Wednesday, February 2, 2005
DrunkenBlog has some comparisons of current Mac apps to their older NeXT incarnations. You probably noticed some similarities if you watched the video of Steve Jobs demoing NextSTEP 3.0. But more interesting is what commentor Rory Prior has to say about Interface Builder:
<rant>What’s annoying from a developers perspective is that Interface Builder is getting so long in the tooth. It lacks some really necessary basic features and still requires that you manually inform it of any changes to your classes made in Xcode or vice versa. It doesn’t provide any features to deal with maintaining localised nib files, it has spotty support for contextual menus, and generally makes editing complex component layouts (especially nested layouts) a complete nightmare. A lot of work which should be doable in a few clicks ends up having to be done programatically, which is time consuming to say the least and adds the potential for more bugs.</rant>
Interface Builder was ahead of its time. And, yes, the ability to set outlets and actions is still cool. But aside from adding support for layout guides and bindings, it doesn’t seem to have changed much. It could even learn a few things from PowerPlant Constructor, circa 1996. The last time I complained about Apple’s developer tools, it wasn’t long before they announced Xcode. So hopefully there’s already a project underway.
Also, I’d love for someone to really make localization easy—as it, in theory, should be. I’ve tried (I think) all the third-party tools that help in localizing nibs and strings files. Maybe I’m just weird, but all of them seem cumbersome to me, and some of them don’t even work reliably. Perhaps the design and documentation of nib files are partially to blame. Anyway, at present, I’m using a collection of scripts and Makefiles to help with localization. I wonder how many other developers have rolled their own.
James Duncan Davidson:
Today, I set up a Subversion server.

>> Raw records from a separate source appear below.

//! Phase lattice: total-order algebra over the six phases plus the transition barrier
//!
//! Order: perceive < represent < reason < decide < act < reflect, cyclic.
//! `advance` moves at most one step; the lattice never skips a phase.

use crate::PHASE_COUNT;
use crate::types::{EngineError, Phase};

impl Phase {
    /// Cyclic successor (reflect wraps to perceive)
    pub fn successor(self) -> Phase {
        self.offset(1)
    }

    /// Step along the lattice. Requests larger than one are clamped to one.
    pub fn advance(self, requested: u64) -> Phase {
        self.offset(requested.min(1))
    }

    /// Phase `steps` positions further along the cycle
    pub fn offset(self, steps: u64) -> Phase {
        let count = PHASE_COUNT as u64;
        let index = (self.index() as u64 + steps % count) % count;
        Phase::ALL[index as usize]
    }

    /// Least upper bound in the total order
    pub fn join(self, other: Phase) -> Phase {
        self.max(other)
    }

    /// Greatest lower bound in the total order
    pub fn meet(self, other: Phase) -> Phase {
        self.min(other)
    }

    /// Forward distance from `self` to `other` around the cycle (0..6)
    pub fn distance_to(self, other: Phase) -> u64 {
        let from = self.index() as u64;
        let to = other.index() as u64;
        (to + PHASE_COUNT as u64 - from) % PHASE_COUNT as u64
    }

    /// Phase at a given tick for an engine that starts in perceive
    pub fn at_tick(tick: u64) -> Phase {
        Phase::Perceive.offset(tick)
    }
}

/// One-shot token bracketing a phase transition
#[derive(Debug, Clone, Default, PartialEq, Eq)]
pub struct Barrier {
    bound: Option<String>,
}

impl Barrier {
    pub fn new() -> Self {
        Self { bound: None }
    }

    pub fn is_open(&self) -> bool {
        self.bound.is_some()
    }

    /// Hash the open barrier is bound to
    pub fn bound_hash(&self) -> Option<&str> {
        self.bound.as_deref()
    }

    /// Open the barrier bound to `hash`. Opening an open barrier is an error.
    pub fn open(&mut self, hash: String) -> Result<(), EngineError> {
        if let Some(existing) = &self.bound {
            return Err(EngineError::Protocol(format!(
                "barrier already open (bound to {})",
                existing
            )));
        }
        self.bound = Some(hash);
        Ok(())
    }

    /// Release the barrier, returning its bound hash. Releasing a closed barrier is an error.
    pub fn release(&mut self) -> Result<String, EngineError> {
        self.bound
            .take()
            .ok_or_else(|| EngineError::Protocol("barrier released while closed".to_string()))
    }
}

// =============================================================================
// TESTS
// =============================================================================

#[cfg(test)]
mod tests {
    use super::*;

    #[test]
    fn test_successor_cycle() {
        assert_eq!(Phase::Perceive.successor(), Phase::Represent);
        assert_eq!(Phase::Decide.successor(), Phase::Act);
        assert_eq!(Phase::Reflect.successor(), Phase::Perceive);
    }

    #[test]
    fn test_advance_clamps_to_one_step() {
        assert_eq!(Phase::Reason.advance(5), Phase::Decide);
        assert_eq!(Phase::Reason.advance(1), Phase::Decide);
        assert_eq!(Phase::Reason.advance(0), Phase::Reason);
    }

    #[test]
    fn test_six_steps_return_home() {
        for phase in Phase::ALL {
            assert_eq!(phase.offset(6), phase);
        }
    }

    #[test]
    fn test_join_meet() {
        assert_eq!(Phase::Reason.join(Phase::Act), Phase::Act);
        assert_eq!(Phase::Reason.meet(Phase::Act), Phase::Reason);
        assert_eq!(Phase::Reflect.join(Phase::Perceive), Phase::Reflect);
        assert_eq!(Phase::Decide.meet(Phase::Decide), Phase::Decide);
    }

    #[test]
    fn test_offset_near_u64_max() {
        // u64::MAX is 3 mod 6
        assert_eq!(Phase::Perceive.offset(u64::MAX), Phase::Decide);
        assert_eq!(Phase::Reflect.offset(u64::MAX), Phase::Reason);
        assert_eq!(Phase::at_tick(u64::MAX), Phase::Decide);
    }

    #[test]
    fn test_distance_wraps() {
        assert_eq!(Phase::Reflect.distance_to(Phase::Perceive), 1);
        assert_eq!(Phase::Perceive.distance_to(Phase::Reflect), 5);
        assert_eq!(Phase::Act.distance_to(Phase::Act), 0);
    }

    #[test]
    fn test_barrier_open_release() {
        let mut barrier = Barrier::new();
        assert!(!barrier.is_open());
        barrier.open("h:00000001".to_string()).unwrap();
        assert_eq!(barrier.bound_hash(), Some("h:00000001"));
        assert_eq!(barrier.release().unwrap(), "h:00000001");
        assert!(!barrier.is_open());
    }

    #[test]
    fn test_barrier_double_open_fails() {
        let mut barrier = Barrier::new();
        barrier.open("h:00000001".to_string()).unwrap();
        let err = barrier.open("h:00000002".to_string()).unwrap_err();
        assert!(matches!(err, EngineError::Protocol(_)));
        // The original binding survives the failed open
        assert_eq!(barrier.bound_hash(), Some("h:00000001"));
    }

    #[test]
    fn test_barrier_release_closed_fails() {
        let mut barrier = Barrier::new();
        assert!(matches!(barrier.release(), Err(EngineError::Protocol(_))));
    }
}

I’ve set up several over the last year or so and have gotten pretty handy at putting all of the moving parts together from source code bundles. I’ve even got a set of handy little scripts that make it painless. This time, however, I decided to give it a try using DarwinPorts to see how easy it was.
Steve Friedl:
I’ve been a consultant of one form or another since 1985 when I started my old company, V-Systems, with a friend from college, and actually did bits and pieces of consulting as early as 1982. I have been asked often about the business, and I decided to write this up.
Steven Frank:
Of course, Cabel, being the kind of guy he is, wasn’t happy with using just any old Web-based shopping cart system. No, he would settle for nothing less than implementing a completely amazing drag-and-drop based DHTML and JavaScript wonder that basically reinvents the whole Web shopping cart model.
He’s not kidding. Frankly, I’ve always thought that Panic uses too much JavaScript, but this is pretty cool.